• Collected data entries

Content starts

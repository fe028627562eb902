//! Query executor: calls the upstream and sorts its answer into an [`Outcome`].
//!
//! This is the only place that knows how an upstream says "too many results".

use log::debug;

use crate::error::{SweepError, TooManyResults};
use crate::{KeyRange, Outcome};

/// Source of records for an inclusive key range.
///
/// Return an error to refuse the range; the executor decides whether that error is an overflow.
pub trait Upstream {
    type Record;

    fn query(&mut self, lo: u64, hi: u64) -> anyhow::Result<Vec<Self::Record>>;
}

impl<F, R> Upstream for F
where
    F: FnMut(u64, u64) -> anyhow::Result<Vec<R>>,
{
    type Record = R;

    fn query(&mut self, lo: u64, hi: u64) -> anyhow::Result<Vec<R>> {
        self(lo, hi)
    }
}

/// Current maximum valid range end (e.g. the chain head).
pub trait UpperBound {
    fn upper_bound(&mut self) -> anyhow::Result<u64>;
}

impl<F> UpperBound for F
where
    F: FnMut() -> anyhow::Result<u64>,
{
    fn upper_bound(&mut self) -> anyhow::Result<u64> {
        self()
    }
}

/// Decides whether an upstream error means "narrow the range and retry".
#[derive(Clone, Debug, Default)]
pub struct OverflowMatcher {
    markers: Vec<String>,
}

impl OverflowMatcher {
    /// Markers are matched case-insensitively against every message in the error chain.
    pub fn new<I, S>(markers: I) -> Self
    where
        I: IntoIterator<Item = S>,
        S: AsRef<str>,
    {
        Self {
            markers: markers
                .into_iter()
                .map(|m| m.as_ref().to_lowercase())
                .filter(|m| !m.is_empty())
                .collect(),
        }
    }

    pub fn is_overflow(&self, err: &anyhow::Error) -> bool {
        err.chain().any(|cause| {
            if cause.downcast_ref::<TooManyResults>().is_some() {
                return true;
            }
            let msg = cause.to_string().to_lowercase();
            self.markers.iter().any(|m| msg.contains(m.as_str()))
        })
    }
}

/// Wraps an [`Upstream`] and classifies each call.
pub struct QueryExecutor<U> {
    upstream: U,
    matcher: OverflowMatcher,
}

impl<U: Upstream> QueryExecutor<U> {
    pub fn new(upstream: U, matcher: OverflowMatcher) -> Self {
        Self { upstream, matcher }
    }

    /// Query `range`, requested at chunk width `width` (the range is narrower at the tail).
    /// Errors other than overflow come back as [`SweepError::Upstream`] with the source untouched.
    pub fn run(&mut self, range: KeyRange, width: u64) -> Result<Outcome<U::Record>, SweepError> {
        match self.upstream.query(range.lo, range.hi) {
            Ok(records) if records.is_empty() => Ok(Outcome::Empty),
            Ok(records) => Ok(Outcome::Records(records)),
            Err(e) if self.matcher.is_overflow(&e) => {
                debug!("overflow on {range}: {e}");
                Ok(Outcome::Overflow)
            }
            Err(source) => Err(SweepError::Upstream {
                lo: range.lo,
                hi: range.hi,
                width,
                source,
            }),
        }
    }
}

Content ends

• Prompt
Using the records above, report the count of lines holding "anyhow" and nothing else.

• Problem solution
7